When You Make Yourself a Doormat

People will wipe their feet on you.  That advice was given to my mother and her sister by my grandmother decades ago and repeatedly shared with me over the course of my childhood.  In this respect I should observe that my grandmother was the oldest of eleven children.  Her parents wanted her to quit school after 8th grade and go to work in a cigar factory.  She refused and finished high school.  She then worked her way through U of Michigan’s School of Public Health (they and Johns Hopkins were the only two in the country back then) on her knees, as a maid.  At some point she met my grandfather, a World War I veteran and Harvard law grad (I’ve got his diploma, signed by Dean Pound . . . it’s tiny and is printed on what appears to be extremely flimsy paper).  She never lost the edge her youth and young adulthood put on her.

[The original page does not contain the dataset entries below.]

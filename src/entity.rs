//! Trait for domain entities that know their own cache key.

use std::fmt::Display;

/// Implemented by entities cached under a fixed prefix.
///
/// # Example
///
/// ```
/// use resilient_cache::{CacheEntity, CacheKeyBuilder};
///
/// pub struct Story {
///     pub id: u64,
///     pub slug: String,
/// }
///
/// impl CacheEntity for Story {
///     type Key = u64;
///
///     fn cache_key(&self) -> Self::Key {
///         self.id
///     }
///
///     fn cache_prefix() -> &'static str {
///         "story"
///     }
/// }
///
/// let story = Story { id: 7, slug: "hello".into() };
/// assert_eq!(CacheKeyBuilder::for_entity(&story), "story:7");
/// ```
pub trait CacheEntity {
    /// Type of the entity's id (typically a number, String or UUID)
    type Key: Display;

    /// The entity's id, e.g. `Story.id` → `7`.
    fn cache_key(&self) -> Self::Key;

    /// Namespace for keys of this entity type, e.g. `"story"`.
    /// Final cache key format: `"{prefix}:{key}"`
    fn cache_prefix() -> &'static str;

    /// Prefix for collections (lists, searches) of this entity.
    /// Defaults to `"{prefix}:list"`.
    fn collection_prefix() -> String {
        format!("{}:list", Self::cache_prefix())
    }
}
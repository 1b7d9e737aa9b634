//! Backing store abstraction.
//!
//! [`CacheBackend`] is the narrow capability surface the cache consumes from
//! a key-value store. Implementations report failures as
//! [`Error`](crate::error::Error); the
//! [`Cache`](crate::Cache) decides how to degrade.
//!
//! Connection-level failures must be reported as `Error::ConnectionError` so
//! the availability monitor can react; everything else is a command failure.

#[cfg(feature = "inmemory")]
pub mod inmemory;

#[cfg(feature = "redis")]
pub mod redis;

#[cfg(feature = "inmemory")]
pub use inmemory::InMemoryBackend;

#[cfg(feature = "redis")]
pub use self::redis::RedisBackend;

use crate::error::Result;
use std::future::Future;
use std::time::Duration;

/// Capabilities a backing store must provide.
///
/// Values are opaque text produced by [`crate::serialization`]. Set operations
/// (`add_members`, `members`) back the tag index.
pub trait CacheBackend: Send + Sync + Clone + 'static {
    /// Fetch a value. `Ok(None)` on miss.
    fn get(&self, key: &str) -> impl Future<Output = Result<Option<String>>> + Send;

    /// Store a value that expires after `ttl`.
    fn set(&self, key: &str, value: &str, ttl: Duration)
        -> impl Future<Output = Result<()>> + Send;

    /// Delete keys in one call. Returns how many existed.
    fn delete(&self, keys: &[String]) -> impl Future<Output = Result<u64>> + Send;

    fn exists(&self, key: &str) -> impl Future<Output = Result<bool>> + Send;

    /// Set or refresh the expiry of an existing key. `Ok(false)` if absent.
    fn expire(&self, key: &str, ttl: Duration) -> impl Future<Output = Result<bool>> + Send;

    /// Keys matching a glob-style pattern (`*`, `?`, `[...]`).
    fn keys(&self, pattern: &str) -> impl Future<Output = Result<Vec<String>>> + Send;

    /// Add members to the set stored at `set_key`. Returns how many were new.
    fn add_members(
        &self,
        set_key: &str,
        members: &[String],
    ) -> impl Future<Output = Result<u64>> + Send;

    /// Members of the set stored at `set_key`; empty when absent.
    fn members(&self, set_key: &str) -> impl Future<Output = Result<Vec<String>>> + Send;

    /// Remove every key in the store's namespace.
    fn flush(&self) -> impl Future<Output = Result<()>> + Send;

    /// Connection handshake used by the availability monitor.
    fn health_check(&self) -> impl Future<Output = Result<bool>> + Send;

    /// Register `key` in every tag set of `tag_keys` and set each set's expiry.
    ///
    /// The default issues one `add_members` and one `expire` per tag and is
    /// not atomic. Stores with transactional batches should override it.
    fn register_tags(
        &self,
        key: &str,
        tag_keys: &[String],
        ttl: Duration,
    ) -> impl Future<Output = Result<()>> + Send {
        async move {
            let member = [key.to_string()];
            for tag_key in tag_keys {
                self.add_members(tag_key, &member).await?;
                self.expire(tag_key, ttl).await?;
            }
            Ok(())
        }
    }

    /// Name of the backend, for logs.
    fn provider_name(&self) -> &'static str;
}
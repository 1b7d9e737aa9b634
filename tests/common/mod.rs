//! Shared test doubles.

#![allow(dead_code)]

use resilient_cache::backend::{CacheBackend, InMemoryBackend};
use resilient_cache::{Error, Result};
use std::sync::atomic::{AtomicBool, AtomicUsize, Ordering};
use std::sync::{Arc, Mutex};
use std::time::Duration;

/// Failure injected into every call (or one command) of a [`FlakyBackend`].
#[derive(Debug, Clone, Copy, PartialEq, Eq)]
pub enum Fault {
    None,
    /// Every command fails with a command-level error.
    Command,
    /// Every command fails with a connection-level error.
    Connection,
    /// Only the named command fails, with a command-level error.
    CommandOn(&'static str),
    /// Every command sleeps before answering.
    Hang(Duration),
}

/// In-memory store with switchable faults and a call counter.
#[derive(Clone)]
pub struct FlakyBackend {
    store: InMemoryBackend,
    fault: Arc<Mutex<Fault>>,
    healthy: Arc<AtomicBool>,
    calls: Arc<AtomicUsize>,
}

impl FlakyBackend {
    pub fn new() -> Self {
        Self {
            store: InMemoryBackend::new(),
            fault: Arc::new(Mutex::new(Fault::None)),
            healthy: Arc::new(AtomicBool::new(true)),
            calls: Arc::new(AtomicUsize::new(0)),
        }
    }

    pub fn set_fault(&self, fault: Fault) {
        *self.fault.lock().expect("fault lock") = fault;
    }

    /// Whether the handshake (`health_check`) succeeds.
    pub fn set_healthy(&self, healthy: bool) {
        self.healthy.store(healthy, Ordering::SeqCst);
    }

    /// Commands issued so far, handshakes excluded.
    pub fn calls(&self) -> usize {
        self.calls.load(Ordering::SeqCst)
    }

    pub fn store(&self) -> &InMemoryBackend {
        &self.store
    }

    async fn check(&self, command: &'static str) -> Result<()> {
        self.calls.fetch_add(1, Ordering::SeqCst);
        let fault = *self.fault.lock().expect("fault lock");
        match fault {
            Fault::None => Ok(()),
            Fault::Command => Err(Error::BackendError(format!("{} rejected", command))),
            Fault::Connection => Err(Error::ConnectionError("connection reset by peer".into())),
            Fault::CommandOn(target) if target == command => {
                Err(Error::BackendError(format!("{} rejected", command)))
            }
            Fault::CommandOn(_) => Ok(()),
            Fault::Hang(delay) => {
                tokio::time::sleep(delay).await;
                Ok(())
            }
        }
    }
}

impl CacheBackend for FlakyBackend {
    async fn get(&self, key: &str) -> Result<Option<String>> {
        self.check("GET").await?;
        self.store.get(key).await
    }

    async fn set(&self, key: &str, value: &str, ttl: Duration) -> Result<()> {
        self.check("SET").await?;
        self.store.set(key, value, ttl).await
    }

    async fn delete(&self, keys: &[String]) -> Result<u64> {
        self.check("DEL").await?;
        self.store.delete(keys).await
    }

    async fn exists(&self, key: &str) -> Result<bool> {
        self.check("EXISTS").await?;
        self.store.exists(key).await
    }

    async fn expire(&self, key: &str, ttl: Duration) -> Result<bool> {
        self.check("EXPIRE").await?;
        self.store.expire(key, ttl).await
    }

    async fn keys(&self, pattern: &str) -> Result<Vec<String>> {
        self.check("KEYS").await?;
        self.store.keys(pattern).await
    }

    async fn add_members(&self, set_key: &str, members: &[String]) -> Result<u64> {
        self.check("SADD").await?;
        self.store.add_members(set_key, members).await
    }

    async fn members(&self, set_key: &str) -> Result<Vec<String>> {
        self.check("SMEMBERS").await?;
        self.store.members(set_key).await
    }

    async fn flush(&self) -> Result<()> {
        self.check("FLUSH").await?;
        self.store.flush().await
    }

    async fn health_check(&self) -> Result<bool> {
        if self.healthy.load(Ordering::SeqCst) {
            Ok(true)
        } else {
            Err(Error::ConnectionError("connection refused".into()))
        }
    }

    fn provider_name(&self) -> &'static str {
        "flaky"
    }
}

pub fn init_logging() {
    let _ = env_logger::builder().is_test(true).try_init();
}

My grandmother was full of good Midwestern German wisdom (which I’ll take over Sonia Sotomayor’s any day), a great deal of which got shared with me over the years.  Expressions like “tarted up like Mrs. Astor’s cab-horse” and “driving your hogs to a poor market,” and of course the old chestnut, “if you don’t take care of what you have, you’ll never have a pot to piss in or a window to throw it out of.”  Or the Depression-era “Use it up; wear it out; make it do; do without.”  The title and opening line of this post were another one.

All of which is an introduction to an article which appeared recently in the Frankfurter Allgemeine Zeitung.  It’s a report on a letter written by a young female police officer in Bochum, in the Ruhr Valley area.  It’s not as bad there as it once was, when the Krupps and the Thyssens ruled the roost and it was hard to see the ground from an airplane at 5,000 feet on an otherwise “clear” day (there’s a distressing picture in Wm. Manchester’s The Arms of Krupp, taken of Essen from the air, and you can’t see much beyond smokestacks poking through the gloop).  It’s not even as bad as when Günther Wallraff went undercover as a Turkish immigrant in Ganz Unten.  But it’s still a pretty grim part of the world.  And as is typical of most grim parts of the world, those strata of society that are dysfunctional, fractured, marginal, and unstable drift there.  In Europe that means, most prominently among other groups, Muslim immigrants; specifically, it means unassimilated Muslim immigrants.  We’ve all heard about the no-go zones in London and other large British cities, and we recall the news video of the Paris suburbs burning for days on end.  Germany’s got its share of such problems.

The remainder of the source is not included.